Coolermaster actually had the most impressive case this writer saw at the show; unfortunately, the REDACTED was shown behind closed doors and we had to promise not to talk about the REDACTED’s enormous size or attractive price point until it is released later this year. What Coolermaster was showing was a very slick special edition of its CM Storm Enforcer case.
InWin had multiple concept cases on show
Designed for AMD, it stood out because it is the first case from Coolermaster that we have seen using a matt black rubberised finish, which was both satisfyingly tactile and good looking. If they could release a version without the AMD branding we’d be quite keen to get our hands on one.
Besides the black and white Level 10 GT, Thermaltake didn’t have a massive array of new cases on display. The Overseer RX-1 was perhaps the most impressive, continuing on with the new black and blue colour scheme seen recently on the Chaser MK-1.
In many ways it was budget case maker Aerocool that bucked the trend, showing off several models in black and red. While there wasn’t a huge amount of new stuff on its stand, the colour combination does make for a very nice-looking chassis.
Aerocool was going for red over white
While each manufacturer was striving to differentiate itself, there were a few overarching trends that deserve mention. Pretty much every new model has front panel USB 3 now, however due to costs most budget cases will only have a single port for now (despite the motherboard headers all supporting two ports). Higher end cases come with two USB 3 ports, but this does vary depending on model and is worth checking into if you are building a new system.

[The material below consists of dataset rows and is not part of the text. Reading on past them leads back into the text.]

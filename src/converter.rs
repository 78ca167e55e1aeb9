//! Daily position rows to GeoJSON features, joined with the vessel list.

use anyhow::Result;
use std::path::Path;
use tracing::debug;

use crate::geojson::{Feature, FeatureCollection, VesselProperties};
use crate::position::{PositionRecord, read_positions_csv};
use crate::vessel_metadata::MetadataIndex;

/// Convert one day's rows into a FeatureCollection.
///
/// Rows without both coordinates are dropped. Output order follows input order.
pub fn convert_day(rows: &[PositionRecord], index: &MetadataIndex) -> FeatureCollection {
    let features: Vec<Feature> = rows
        .iter()
        .filter_map(|record| feature_from_record(record, index))
        .collect();

    let skipped = rows.len() - features.len();
    if skipped > 0 {
        debug!("Skipped {} rows without a position", skipped);
    }

    FeatureCollection::new(features)
}

/// Build the Point feature for a single row, or `None` if it has no position
pub fn feature_from_record(record: &PositionRecord, index: &MetadataIndex) -> Option<Feature> {
    let (longitude, latitude) = record.coordinates()?;
    let key = record.metadata_key();
    let metadata = index.lookup_key(&key);

    let properties = VesselProperties {
        timestamp: record.timestamp.clone(),
        mmsi: record.mmsi.as_ref().map(|_| key.mmsi.clone()),
        name: record.name.clone(),
        callsign: record.callsign.clone(),
        nav_status: record.nav_status.clone(),
        sog: record.sog.clone(),
        cog: record.cog.clone(),
        shiptype: record.shiptype.clone(),
        length: record.length.clone(),
        width: record.width.clone(),
        draught: record.draught.clone(),
        destination: record.destination.clone(),
        eta: record.eta.clone(),
        ..Default::default()
    }
    .with_metadata(metadata);

    Some(Feature::point(longitude, latitude, properties))
}

/// Read a daily position CSV and convert it
pub fn convert_csv<P: AsRef<Path>>(path: P, index: &MetadataIndex) -> Result<FeatureCollection> {
    let rows = read_positions_csv(path)?;
    Ok(convert_day(&rows, index))
}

The other thing that stood out was the number of systems now coming with external SATA docks. These usually sit on the top of the case and allow you to plug SATA hard drives into your system without opening it up. This is largely designed for abuse at LAN parties, but it is becoming more and more popular.
Silverstone's massive TJ-12
We are also seeing more and more budget cases appearing with cable management. We are used to seeing holes to hide cables behind the motherboard on high end cases, but this is now becoming commonplace in the budget sphere as well. This really does make building so much easier and cleaner, and it’s a welcome move by manufacturers.
Be it an expression of individuality or the perfect combination of form and function, there will be a manufacturer out there who caters for your needs. The lineup of cases at Computex 2011 was impressive from the very high end all the way down to the budget lines that keep getting more and more high-end features. If you want to build a system later this year, then you will be spoiled for choice.